Com a devida sutileza budista, lentamente o personagem vai se transformando e levando junto com ele os espectadores, pois o filme convida a nos despir das parafernálias que apesar de prometerem nos aproximar uns dos outros, apenas nos afastaram mais. Cena a cena, os dispositivos eletrônicos vão perdendo a sua razão de existir e o que sobrará são as relações interpessoais, inclusive a do professor, que o protagonista sempre desdenhou. Nesse prisma, "a Felicidade das pequenas coisas" é uma espécie de conto budista, onde a vida basta-se na interrelação humana e com a natureza. É sabido o quanto os budistas tratam os animais sem hierarquia com os humanos. A fotografia de "A Felicidade das pequenas coisas" está o tempo todo a nos situar sobre os objetos, os figurinos típicos, mas sobretudo sobre a paisagem eivada de paz e belezas naturais que nos convidam a conhecer melhor esse universo. Talvez tenha faltado ao diretor alongar mais o filme, para que a temporalidade de Lunana pudesse sobressair mais. Me ficou a sensação de que o tempo em Lunana é mais ralentado do que o mostrado no filme. A paisagem aponta para isso, mas não bastou, porque o tempo é uma unidade da vivência, do cotidiano.    

A partir disso da dinâmica de Lunana, muitos elementos simbólicos vão sendo inseridos aos poucos na história, como a relação da comunidade com os Iaques, um tipo de bovino do Himalaia, considerado sagrado entre eles. O mais interessante é quando a população de Lunana usa o estrume seco do Iaque no lugar da lenha para acender o fogo.
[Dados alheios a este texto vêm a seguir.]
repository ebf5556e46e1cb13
pub use super::record::Entity as Record;
use chrono::{DateTime, Utc};
use serde::{Deserialize, Deserializer, Serialize};
use utoipa::ToSchema;

#[derive(Serialize, Deserialize, PartialEq, Clone, Debug, ToSchema)]
#[serde(rename_all = "camelCase")]
pub struct RecordDto {
    pub id: String,
    pub name: String,
    pub email: String,
    pub message: String,
    pub created_at: DateTime<Utc>,
}

/// Body of a record submission, all fields required.
#[derive(Serialize, Deserialize, PartialEq, Clone, Debug, ToSchema)]
#[serde(deny_unknown_fields)]
pub struct CreateRecordDto {
    pub name: String,
    pub email: String,
    pub message: String,
}

/// Body of a record update, absent fields are left unchanged.
///
/// An explicit `null` is rejected rather than treated as absent.
#[derive(Serialize, Deserialize, PartialEq, Clone, Debug, Default, ToSchema)]
#[serde(deny_unknown_fields)]
pub struct UpdateRecordDto {
    #[serde(default, deserialize_with = "present")]
    pub name: Option<String>,
    #[serde(default, deserialize_with = "present")]
    pub email: Option<String>,
    #[serde(default, deserialize_with = "present")]
    pub message: Option<String>,
}

/// Only runs for fields present in the body, so `null` fails as a type error.
fn present<'de, D>(deserializer: D) -> Result<Option<String>, D::Error>
where
    D: Deserializer<'de>,
{
    String::deserialize(deserializer).map(Some)
}

#[derive(Serialize, Deserialize, PartialEq, Clone, Debug, ToSchema)]
pub struct RecordResponseDto {
    pub message: String,
    pub data: RecordDto,
}

#[derive(Serialize, Deserialize, PartialEq, Clone, Debug, ToSchema)]
pub struct RecordListResponseDto {
    pub message: String,
    pub data: Vec<RecordDto>,
}
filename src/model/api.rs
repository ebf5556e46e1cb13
use serde::{Deserialize, Serialize};
use utoipa::ToSchema;

/// Error body returned by record handlers.
#[derive(Serialize, Deserialize, ToSchema)]
pub struct ErrorDto {
    pub error: String,
}

/// Confirmation body carrying only a message.
#[derive(Serialize, Deserialize, ToSchema)]
pub struct MessageDto {
    pub message: String,
}

/// Body returned for unmatched routes, rejected payloads and unexpected failures.
///
/// `stack` is only populated in development mode.
#[derive(Serialize, Deserialize, ToSchema)]
pub struct StatusDto {
    pub success: bool,
    pub message: String,
    #[serde(skip_serializing_if = "Option::is_none")]
    pub stack: Option<String>,
}

impl StatusDto {
    pub fn failure(message: impl Into<String>) -> Self {
        Self {
            success: false,
            message: message.into(),
            stack: None,
        }
    }
}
Não basta ser sustentável, é necessário ser preservacionista e quem vive das benesses da natureza sabe a importância desses hábitos, faz lembrar da relação dos indígenas brasileiros que tratam a fauna e flora da mesma maneira. Um bom exemplo está na personagem Saldon, que oferece ao lugar o seu canto. Nota-se que ela oferece canções ao lugar, a todos os seres vivos, não só para pessoas. É a maneira dela retribuir ao mundo tudo o que ele lhe dá, uma retribuição carregada de amor, carinho e respeito que diz muito sobre o que o filme quer dizer. Há o coletivo e ele é composto por almas interiorizadas que percebem o valor de cada ação praticada, uma forma de elevação cotidiana. Cada um possui um brilho próprio e esse brilho retroalimenta o coletivo. O jovem professor Ugyen vai a cada momento percebendo isso, aprendendo isso.
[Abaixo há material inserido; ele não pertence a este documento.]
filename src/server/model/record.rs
//! Domain & parameter models for record operations
//!
//! Defines the record domain model, the record parameter models, and provides
//! methods to convert the record domain model from entity and into Dtos

use chrono::{DateTime, Utc};

use crate::model::record::{CreateRecordDto, RecordDto, UpdateRecordDto};

/// The record domain model
///
/// A single submission with its sender name, sender email and message, identified by
/// a store-assigned id and stamped with its creation time.
#[derive(Debug, Clone, PartialEq)]
pub struct Record {
    pub id: String,
    pub name: String,
    pub email: String,
    pub message: String,
    pub created_at: DateTime<Utc>,
}

impl Record {
    /// Converts an entity model to the record domain model
    pub fn from_entity(entity: entity::record::Model) -> Self {
        Self {
            id: entity.id,
            name: entity.name,
            email: entity.email,
            message: entity.message,
            created_at: entity.created_at,
        }
    }

    /// Converts the record domain model into its DTO
    pub fn into_dto(self) -> RecordDto {
        RecordDto {
            id: self.id,
            name: self.name,
            email: self.email,
            message: self.message,
            created_at: self.created_at,
        }
    }
}

/// Parameters for creating a new record
#[derive(Debug, Clone)]
pub struct CreateRecordParam {
    pub name: String,
    pub email: String,
    pub message: String,
}

impl From<CreateRecordDto> for CreateRecordParam {
    fn from(dto: CreateRecordDto) -> Self {
        Self {
            name: dto.name,
            email: dto.email,
            message: dto.message,
        }
    }
}

/// Parameters for updating an existing record
///
/// Only fields set to `Some` are written, the rest keep their stored value.
#[derive(Debug, Clone, Default)]
pub struct UpdateRecordParam {
    pub name: Option<String>,
    pub email: Option<String>,
    pub message: Option<String>,
}

impl UpdateRecordParam {
    /// Whether the update would leave the record untouched
    pub fn is_empty(&self) -> bool {
        self.name.is_none() && self.email.is_none() && self.message.is_none()
    }
}

impl From<UpdateRecordDto> for UpdateRecordParam {
    fn from(dto: UpdateRecordDto) -> Self {
        Self {
            name: dto.name,
            email: dto.email,
            message: dto.message,
        }
    }
}
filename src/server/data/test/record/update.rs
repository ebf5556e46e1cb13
use super::*;

/// Tests updating a single field.
///
/// Verifies that only the provided field changes.
///
/// Expected: Ok(Some) with name updated, other fields unchanged
#[tokio::test]
async fn updates_name_only() -> Result<(), DbErr> {
    let test = TestBuilder::new().with_record_tables().build().await.unwrap();
    let db = test.db.as_ref().unwrap();

    let record = factory::create_record(db).await?;

    let repo = RecordRepository::new(db);
    let updated = repo
        .update(
            &record.id,
            UpdateRecordParam {
                name: Some("B".to_string()),
                ..Default::default()
            },
        )
        .await?
        .expect("record should exist");

    assert_eq!(updated.id, record.id);
    assert_eq!(updated.name, "B");
    assert_eq!(updated.email, record.email);
    assert_eq!(updated.message, record.message);
    assert_eq!(updated.created_at, record.created_at);

    Ok(())
}

/// Tests updating every field at once.
///
/// Expected: Ok(Some) with all fields updated and persisted
#[tokio::test]
async fn updates_all_fields() -> Result<(), DbErr> {
    let test = TestBuilder::new().with_record_tables().build().await.unwrap();
    let db = test.db.as_ref().unwrap();

    let record = factory::create_record(db).await?;

    let repo = RecordRepository::new(db);
    repo.update(
        &record.id,
        UpdateRecordParam {
            name: Some("New Name".to_string()),
            email: Some("new@example.com".to_string()),
            message: Some("New message".to_string()),
        },
    )
    .await?;

    let stored = entity::prelude::Record::find_by_id(record.id.clone())
        .one(db)
        .await?
        .unwrap();
    assert_eq!(stored.name, "New Name");
    assert_eq!(stored.email, "new@example.com");
    assert_eq!(stored.message, "New message");

    Ok(())
}

/// Tests an update without any fields.
///
/// Expected: Ok(Some) with the record unchanged
#[tokio::test]
async fn empty_update_returns_current_record() -> Result<(), DbErr> {
    let test = TestBuilder::new().with_record_tables().build().await.unwrap();
    let db = test.db.as_ref().unwrap();

    let record = factory::create_record(db).await?;

    let repo = RecordRepository::new(db);
    let updated = repo
        .update(&record.id, UpdateRecordParam::default())
        .await?
        .unwrap();

    assert_eq!(updated.name, record.name);
    assert_eq!(updated.email, record.email);

    Ok(())
}

/// Tests updating a record that does not exist.
///
/// Verifies that no record is created or modified.
///
/// Expected: Ok(None) with store unchanged
#[tokio::test]
async fn returns_none_for_unknown_id() -> Result<(), DbErr> {
    let test = TestBuilder::new().with_record_tables().build().await.unwrap();
    let db = test.db.as_ref().unwrap();

    let record = factory::create_record(db).await?;

    let repo = RecordRepository::new(db);
    let result = repo
        .update(
            "00000000-0000-0000-0000-000000000000",
            UpdateRecordParam {
                name: Some("Ghost".to_string()),
                ..Default::default()
            },
        )
        .await?;

    assert!(result.is_none());

    let count = entity::prelude::Record::find().count(db).await?;
    assert_eq!(count, 1);
    let stored = entity::prelude::Record::find_by_id(record.id.clone())
        .one(db)
        .await?
        .unwrap();
    assert_eq!(stored, record);

    Ok(())
}
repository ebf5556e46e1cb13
use axum::{extract::Request, middleware::Next, response::Response};
use chrono::Utc;

/// Logs method, URI and arrival time of every request at info level.
///
/// Request headers are logged at debug level and only appear with `RUST_LOG=debug`.
pub async fn log_request(request: Request, next: Next) -> Response {
    tracing::info!(
        "[{}] {} {}",
        Utc::now().to_rfc3339(),
        request.method(),
        request.uri()
    );
    tracing::debug!("Headers: {:?}", request.headers());

    next.run(request).await
}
"A Felicidade das pequenas coisas" vai fundo nesse mundo que deixamos para trás enquanto humanidade, de uma vida simples e em harmonia com a natureza, com os valores de preservação e interação, não de destruição como nos acostumamos hoje em dia nos centros urbanos. O conceito de comunidade faz com que o coletivo busque a colaboração e a união como princípios constitutivos da sociedade. Quando o protagonista chega em Lunana, o que vemos é o som do lugarejo invadir a tela, nos mergulhando na simplicidade e na paz de espírito. A música pop que antes predominava vai sendo posta de lado para ouvirmos o entoar das belas músicas locais. A cada cena, vemos o jovem professor aprendendo mais do que ensinando, o que muito diz sobre um mundo contemporâneo altamente desenvolvido tecnologicamente, mas pouquíssimo conectado com valores essenciais e comunitários. O baú que lhe fora apresentado como do antigo professor está mais cheio quando Ugyen volta para a sua cidade de origem. Mas Lunana também representa uma origem, a da humanidade quando esta ainda não sonhava tanto em progredir economicamente.   
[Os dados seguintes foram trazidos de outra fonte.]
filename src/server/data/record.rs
//! Record data repository for database operations
//!
//! Provides the `RecordRepository` for managing records in the database. Provides
//! methods to create, list, update, and delete records as well as handles the
//! conversion of database entity models into domain models for usage within services
//! & controllers.

use chrono::Utc;
use sea_orm::{ActiveModelTrait, ActiveValue, DatabaseConnection, DbErr, EntityTrait};

use crate::server::model::record::{CreateRecordParam, Record, UpdateRecordParam};

/// Repository providing database operations for record management.
pub struct RecordRepository<'a> {
    db: &'a DatabaseConnection,
}

impl<'a> RecordRepository<'a> {
    /// Creates a new RecordRepository instance
    ///
    /// # Arguments
    /// - `db` - Reference to the database connection
    pub fn new(db: &'a DatabaseConnection) -> Self {
        Self { db }
    }

    /// Creates a new record
    ///
    /// Assigns a fresh UUID v4 id and the current UTC time as creation timestamp.
    ///
    /// # Arguments
    /// - `param` - Create parameters containing the record fields
    ///
    /// # Returns
    /// - `Ok(Record)` - The stored record as a domain model
    /// - `Err(DbErr)` - Database error during insert operation
    pub async fn create(&self, param: CreateRecordParam) -> Result<Record, DbErr> {
        let record = entity::record::ActiveModel {
            id: ActiveValue::Set(uuid::Uuid::new_v4().to_string()),
            name: ActiveValue::Set(param.name),
            email: ActiveValue::Set(param.email),
            message: ActiveValue::Set(param.message),
            created_at: ActiveValue::Set(Utc::now()),
        }
        .insert(self.db)
        .await?;

        Ok(Record::from_entity(record))
    }

    /// Gets all records in store order
    ///
    /// # Returns
    /// - `Ok(Vec<Record>)` - Every stored record
    /// - `Err(DbErr)` - Database error
    pub async fn get_all(&self) -> Result<Vec<Record>, DbErr> {
        let records = entity::prelude::Record::find().all(self.db).await?;

        Ok(records.into_iter().map(Record::from_entity).collect())
    }

    /// Updates the record based upon provided ID & update parameters
    ///
    /// # Arguments
    /// - `id` - ID of the record to update
    /// - `param` - Update parameters of the record fields to modify
    ///
    /// # Returns
    /// - `Ok(Some(Record))` - The record after the update
    /// - `Ok(None)` - No record exists with that ID
    /// - `Err(DbErr)` - Database error during update operation
    pub async fn update(&self, id: &str, param: UpdateRecordParam) -> Result<Option<Record>, DbErr> {
        let Some(existing) = entity::prelude::Record::find_by_id(id).one(self.db).await? else {
            return Ok(None);
        };

        if param.is_empty() {
            return Ok(Some(Record::from_entity(existing)));
        }

        let mut active: entity::record::ActiveModel = existing.into();
        if let Some(name) = param.name {
            active.name = ActiveValue::Set(name);
        }
        if let Some(email) = param.email {
            active.email = ActiveValue::Set(email);
        }
        if let Some(message) = param.message {
            active.message = ActiveValue::Set(message);
        }

        match active.update(self.db).await {
            Ok(updated) => Ok(Some(Record::from_entity(updated))),
            // Deleted between the lookup and the write
            Err(DbErr::RecordNotUpdated) => Ok(None),
            Err(e) => Err(e),
        }
    }

    /// Deletes the record of the provided ID
    ///
    /// # Returns
    /// - `Ok(true)` - The record was deleted
    /// - `Ok(false)` - No record exists with that ID
    /// - `Err(DbErr)` - Database error during delete operation
    pub async fn delete(&self, id: &str) -> Result<bool, DbErr> {
        let result = entity::prelude::Record::delete_by_id(id)
            .exec(self.db)
            .await?;

        Ok(result.rows_affected > 0)
    }
}
use sea_orm_migration::{prelude::*, schema::*};

#[derive(DeriveMigrationName)]
pub struct Migration;

#[async_trait::async_trait]
impl MigrationTrait for Migration {
    async fn up(&self, manager: &SchemaManager) -> Result<(), DbErr> {
        manager
            .create_table(
                Table::create()
                    .table(Record::Table)
                    .if_not_exists()
                    .col(string(Record::Id).primary_key())
                    .col(string(Record::Name))
                    .col(string(Record::Email))
                    .col(text(Record::Message))
                    .col(
                        timestamp_with_time_zone(Record::CreatedAt)
                            .default(Expr::current_timestamp())
                            .not_null(),
                    )
                    .to_owned(),
            )
            .await
    }

    async fn down(&self, manager: &SchemaManager) -> Result<(), DbErr> {
        manager
            .drop_table(Table::drop().table(Record::Table).to_owned())
            .await
    }
}

#[derive(DeriveIden)]
pub enum Record {
    Table,
    Id,
    Name,
    Email,
    Message,
    CreatedAt,
}
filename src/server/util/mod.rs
pub mod payload;
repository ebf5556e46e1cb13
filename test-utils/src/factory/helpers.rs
//! Shared helper utilities for factory methods.

/// Counter for generating unique default values in tests.
static COUNTER: std::sync::atomic::AtomicU64 = std::sync::atomic::AtomicU64::new(1);

/// Gets the next unique counter value for test data.
///
/// # Returns
/// - `u64` - Next unique counter value
pub fn next_id() -> u64 {
    COUNTER.fetch_add(1, std::sync::atomic::Ordering::SeqCst)
}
O diretor Pawo Choyning Dorji está a nos dizer algo, está a nos indagar sobre caminhos, talvez os 8 dias para chegar em Lunana sejam bem menos distantes do que o buraco desenvolvimentista que nos metemos. O filme não fala apenas dessas distâncias geográficas, mas de outras. Não estaria a nos interrogar sobre os caminhos humanitários que construímos, de um isolamento bem mais sério do que o geográfico? Quando chega o inverno e Ugyen precisa voltar à Capital, ele realiza o sonho de ir viver na Austrália, mas chegando lá as coisas pequenas parecem então se agigantar. Ele toca em um pub em Sydney, mas ninguém efetivamente o escuta. A fama e o bom salário bastam? A resposta dele frente a isso é clara. É hora de acolher quem o acolheu e o valorizou como pessoa. O papel que tira do bolso encurta a distância geográfica e o calor emitido dessa cena chega ao espectador e aquece a alma. O mundo pode ser outro sim, e talvez ele exista a meros oito dias de nós.